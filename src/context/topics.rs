//! Topic extraction and the bounded recent-topics list
//!
//! Keyword and phrase matching against a fixed financial vocabulary, plus
//! pseudo-tokens for money amounts and ages. The recent-topics list feeds
//! pronoun resolution in the model's system instruction.

use lazy_static::lazy_static;
use regex::Regex;
use serde::Serialize;

/// Most recent topics retained per conversation
pub const MAX_TOPICS: usize = 10;

/// Static vocabulary — zero allocation
const FINANCIAL_TERMS: &[&str] = &[
    "mortgage", "tax", "income", "expense", "saving", "investment", "retirement",
    "property", "debt", "asset", "liability", "deduction", "credit", "rate",
    "pillar", "contribution", "bracket", "return", "portfolio", "budget",
    "apartment", "house", "buy", "rent", "afford", "payment", "loan", "salary",
    "chf", "swiss franc", "million", "thousand", "price", "value", "worth",
    "age", "year old", "years old", "retire at", "pension", "withdraw",
];

lazy_static! {
    static ref MONEY_AMOUNT: Regex =
        Regex::new(r"(\d+\.?\d*)\s*(?:chf|k|m|million|thousand|francs?)").unwrap();
    static ref AGE_TOKEN: Regex =
        Regex::new(r"\b(\d+)\s*(?:years?\s*old|yrs?\s*old|years?)\b").unwrap();
    static ref RETIRE_AGE_TOKEN: Regex =
        Regex::new(r"retire\s+(?:at\s+)?(?:age\s+)?(\d+)").unwrap();
    static ref TWO_WORD_PHRASE: Regex = Regex::new(r"[a-z]+ [a-z]+").unwrap();
}

/// Extract vocabulary hits, amount/age pseudo-tokens and two-word phrase
/// windows from a user or model turn. Deduplicated, original order.
pub fn extract_topics(text: &str) -> Vec<String> {
    let lower = text.to_lowercase();
    let mut topics: Vec<String> = Vec::new();

    let mut push_unique = |topics: &mut Vec<String>, topic: String| {
        if !topics.contains(&topic) {
            topics.push(topic);
        }
    };

    for term in FINANCIAL_TERMS {
        if lower.contains(term) {
            push_unique(&mut topics, (*term).to_string());
        }
    }

    for captures in MONEY_AMOUNT.captures_iter(&lower) {
        push_unique(&mut topics, format!("amount_{}", &captures[1]));
    }

    if let Some(captures) = AGE_TOKEN.captures(&lower) {
        push_unique(&mut topics, format!("age_{}", &captures[1]));
    }

    if let Some(captures) = RETIRE_AGE_TOKEN.captures(&lower) {
        push_unique(&mut topics, format!("retire_age_{}", &captures[1]));
    }

    for phrase in TWO_WORD_PHRASE.find_iter(&lower) {
        let phrase = phrase.as_str();
        if FINANCIAL_TERMS.iter().any(|term| phrase.contains(term)) {
            push_unique(&mut topics, phrase.to_string());
        }
    }

    topics
}

/// Bounded, most-recent-first topic list
#[derive(Debug, Clone, Default, Serialize)]
pub struct TopicList {
    topics: Vec<String>,
}

impl TopicList {
    pub fn new() -> Self {
        Self::default()
    }

    /// New topics from a user turn go to the front; overflow drops the tail.
    pub fn push_recent(&mut self, new_topics: Vec<String>) {
        if new_topics.is_empty() {
            return;
        }
        let mut merged = new_topics;
        merged.extend(self.topics.drain(..));
        merged.truncate(MAX_TOPICS);
        self.topics = merged;
    }

    /// Topics from a model reply append behind existing ones.
    pub fn append_unique(&mut self, new_topics: Vec<String>) {
        for topic in new_topics {
            if !self.topics.contains(&topic) {
                self.topics.push(topic);
            }
        }
        self.topics.truncate(MAX_TOPICS);
    }

    pub fn is_empty(&self) -> bool {
        self.topics.is_empty()
    }

    pub fn as_slice(&self) -> &[String] {
        &self.topics
    }

    /// Comma-joined form used in the system instruction
    pub fn summary(&self) -> String {
        self.topics.join(", ")
    }
}

#[cfg(test)]
mod tests {
    use super::*;

    #[test]
    fn test_vocabulary_and_phrase_hits() {
        let topics = extract_topics("What is my mortgage payment on the house?");
        assert!(topics.contains(&"mortgage".to_string()));
        assert!(topics.contains(&"house".to_string()));
        assert!(topics.contains(&"mortgage payment".to_string()));
    }

    #[test]
    fn test_amount_pseudo_tokens() {
        let topics = extract_topics("The property is worth 800000 CHF, maybe 1.2 million");
        assert!(topics.contains(&"amount_800000".to_string()));
        assert!(topics.contains(&"amount_1.2".to_string()));
    }

    #[test]
    fn test_age_and_retire_pseudo_tokens() {
        let topics = extract_topics("I am 35 years old and want to retire at 65");
        assert!(topics.contains(&"age_35".to_string()));
        assert!(topics.contains(&"retire_age_65".to_string()));
    }

    #[test]
    fn test_deduplication() {
        let topics = extract_topics("tax tax tax deduction for tax");
        let tax_count = topics.iter().filter(|t| *t == "tax").count();
        assert_eq!(tax_count, 1);
    }

    #[test]
    fn test_topic_list_bounded_most_recent_first() {
        let mut list = TopicList::new();
        for i in 0..8 {
            list.push_recent(vec![format!("topic_{}", i), format!("extra_{}", i)]);
        }

        assert_eq!(list.as_slice().len(), MAX_TOPICS);
        // Last push lands at the front
        assert_eq!(list.as_slice()[0], "topic_7");
        assert_eq!(list.as_slice()[1], "extra_7");
    }

    #[test]
    fn test_append_unique_keeps_existing_order() {
        let mut list = TopicList::new();
        list.push_recent(vec!["mortgage".to_string()]);
        list.append_unique(vec!["mortgage".to_string(), "tax".to_string()]);

        assert_eq!(list.as_slice(), &["mortgage".to_string(), "tax".to_string()]);
    }
}
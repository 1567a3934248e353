//! Conversation context engine
//!
//! Heuristics that make a stateless model feel stateful: input
//! classification, topic tracking, short-response enrichment and a pure
//! state machine per conversation.

pub mod enrich;
pub mod rules;
pub mod state;
pub mod topics;

pub use enrich::{enrich_confirmation, enrich_value, process_short_response};
pub use rules::{classify, InputSignal};
pub use state::{reduce, ConversationEvent, ConversationState, ExpectedInput};
pub use topics::{extract_topics, TopicList, MAX_TOPICS};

+++

Task to complete: When a line above includes the word "Serialize", please list that line.

Answer below:
use serde::Serialize;
#[derive(Debug, Clone, Default, Serialize)]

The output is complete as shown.